Monday, January 21, 2008

Parkinson's Disease:Failure to Initiate

I attended the monthly Parkinson's support group last Saturday (January 19, 2008). A neurologist spoke, so there was very good attendance. There were several new faces. I met with the caregiver's while the Parkinsonians exercised.

Parkinsonians tend to turn into the world's most accomplished couch potatoes. This fact was worried about by several different caregivers. Some said "I can't get my PDer to exercise." Others said, "He doesn't want to do anything, go anywhere." There was general consternation at this phenomenon.

What the caregivers did not realize was that lack of initiative is very much part of Parkinson's Disease. One of the symptoms of the disease is a failure to initiate. Parkinsonians have a difficulty beginning any task. The result is too often they just sit. Caregivers must help them get started, encourage them to move, and insist they engage in social activities. That is not easy.

I found that having a routine that included activities every day was very important during the sixteen years that I was my mother's caregiver. I was the first up every morning. I woke her at the same time each morning and dispensed her first medicine of the day: her levodopa/carbidopa and other Parkinson's meds. I made sure she was up and on her way to the bathroom before I went to prepare breakfast.

Midmorning, I checked my e-mail while she exercised in the same room. I could prompt her if she needed encouragement. Sometimes, I had to insist she leave the television and join me, so that she could exercise. She always came when I insisted. Early in her battle with Parkinson's she had become a conscientious exerciser with no prompting needed. She changed as the disease progressed.

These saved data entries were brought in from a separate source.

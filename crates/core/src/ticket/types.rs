//! Core ticket data types.

use chrono::{DateTime, Utc};
use serde::{Deserialize, Serialize};

/// Preprocessed input data for a single submitted request.
///
/// The boundary layer is responsible for turning an inbound request into
/// bytes before submission; the core never inspects the payload.
pub type Payload = Vec<u8>;

/// Status of a ticket.
///
/// `NotFound` is a pseudo-status returned for ids that were never created.
/// It is never stored, which keeps "unknown id" distinguishable from
/// "known but deleted".
#[derive(Debug, Clone, Copy, Serialize, Deserialize, PartialEq, Eq)]
#[serde(rename_all = "snake_case")]
pub enum TicketStatus {
    /// Waiting to be picked up by the worker loop.
    Pending,
    /// Processed, result stored (possibly a captured failure).
    Ready,
    /// Result was explicitly deleted.
    Deleted,
    /// Id was never created.
    NotFound,
}

impl TicketStatus {
    /// Returns the status as a lowercase string for logs and API responses.
    pub fn as_str(&self) -> &'static str {
        match self {
            TicketStatus::Pending => "pending",
            TicketStatus::Ready => "ready",
            TicketStatus::Deleted => "deleted",
            TicketStatus::NotFound => "not_found",
        }
    }
}

/// Outcome stored for a processed ticket.
#[derive(Debug, Clone, Serialize, Deserialize, PartialEq)]
#[serde(tag = "type", rename_all = "snake_case")]
pub enum TicketResult {
    /// The processor produced a result for this position.
    Ok {
        /// Json-serializable business result.
        body: serde_json::Value,
    },

    /// The whole batch faulted; every ticket in it carries this marker.
    ///
    /// `status_code` is set when the processor reported an HTTP-typed
    /// failure, so the boundary layer can surface the original error kind
    /// instead of a generic 500.
    Failed {
        error: String,
        #[serde(default, skip_serializing_if = "Option::is_none")]
        status_code: Option<u16>,
    },
}

impl TicketResult {
    /// Create a success result.
    pub fn ok(body: serde_json::Value) -> Self {
        Self::Ok { body }
    }

    /// Create a failure marker.
    pub fn failed(error: impl Into<String>, status_code: Option<u16>) -> Self {
        Self::Failed {
            error: error.into(),
            status_code,
        }
    }

    /// Returns true if this result is a captured failure.
    pub fn is_failed(&self) -> bool {
        matches!(self, Self::Failed { .. })
    }
}

/// A single submitted unit of work as stored in the ticket store.
#[derive(Debug, Clone)]
pub struct Ticket {
    /// Opaque unique id, generated at submission time.
    pub id: String,
    /// When the ticket was submitted.
    pub created_at: DateTime<Utc>,
    /// Caller-supplied, already-preprocessed input data.
    pub payload: Payload,
    /// Current status.
    pub status: TicketStatus,
    /// Set exactly when `status` becomes `Ready`, cleared on delete.
    pub result: Option<TicketResult>,
}
//! Prometheus metrics for core components.
//!
//! This module provides metrics for:
//! - Submission (tickets created)
//! - Worker loop (starts, batches, fill, duration)
//! - Results (stored outcomes)

use once_cell::sync::Lazy;
use prometheus::{Histogram, HistogramOpts, IntCounter, IntCounterVec, Opts};

/// Tickets submitted total.
pub static TICKETS_SUBMITTED: Lazy<IntCounter> = Lazy::new(|| {
    IntCounter::new(
        "batchline_tickets_submitted_total",
        "Total tickets submitted",
    )
    .unwrap()
});

/// Worker loop starts total.
pub static WORKER_LOOP_STARTS: Lazy<IntCounter> = Lazy::new(|| {
    IntCounter::new(
        "batchline_worker_loop_starts_total",
        "Total worker loop starts",
    )
    .unwrap()
});

/// Batches processed total by result.
pub static BATCHES_PROCESSED: Lazy<IntCounterVec> = Lazy::new(|| {
    IntCounterVec::new(
        Opts::new("batchline_batches_processed_total", "Total batches processed"),
        &["result"], // "ok", "failed"
    )
    .unwrap()
});

/// Results stored total by outcome.
pub static RESULTS_STORED: Lazy<IntCounterVec> = Lazy::new(|| {
    IntCounterVec::new(
        Opts::new("batchline_results_stored_total", "Total results stored"),
        &["outcome"], // "ok", "failed"
    )
    .unwrap()
});

/// Real (unpadded) tickets per batch.
pub static BATCH_FILL: Lazy<Histogram> = Lazy::new(|| {
    Histogram::with_opts(
        HistogramOpts::new(
            "batchline_batch_fill",
            "Number of real tickets per processed batch",
        )
        .buckets(vec![1.0, 2.0, 4.0, 8.0, 16.0, 32.0, 64.0]),
    )
    .unwrap()
});

/// Batch processing duration in seconds.
pub static BATCH_DURATION: Lazy<Histogram> = Lazy::new(|| {
    Histogram::with_opts(
        HistogramOpts::new(
            "batchline_batch_duration_seconds",
            "Duration of one processor invocation including write-back",
        )
        .buckets(vec![0.005, 0.025, 0.1, 0.5, 1.0, 2.5, 5.0, 10.0, 30.0, 60.0]),
    )
    .unwrap()
});

/// Get all core metrics for registration in a registry.
pub fn all_metrics() -> Vec<Box<dyn prometheus::core::Collector>> {
    vec![
        Box::new(TICKETS_SUBMITTED.clone()),
        Box::new(WORKER_LOOP_STARTS.clone()),
        Box::new(BATCHES_PROCESSED.clone()),
        Box::new(RESULTS_STORED.clone()),
        Box::new(BATCH_FILL.clone()),
        Box::new(BATCH_DURATION.clone()),
    ]
}
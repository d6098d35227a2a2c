pub mod handlers;
pub mod requests;
pub mod routes;
pub mod worker;

pub use routes::create_router;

Every Sunday we went to Sunday School and ate out. This was an important time for her. In a safe setting, she could socialize with people she had known for years. Eating out changed the monotony of my cooking. I purchased an adult bib at a local medical supply house which made eating out much more enjoyable because she did not have to worry about dropping food on her good clothes.

Everyone is different, but I encourage you to have a schedule, both daily and weekly. Stick to it as much as possible. Always remember to help your Parkinsonian begin any activity. Above all, join a support group.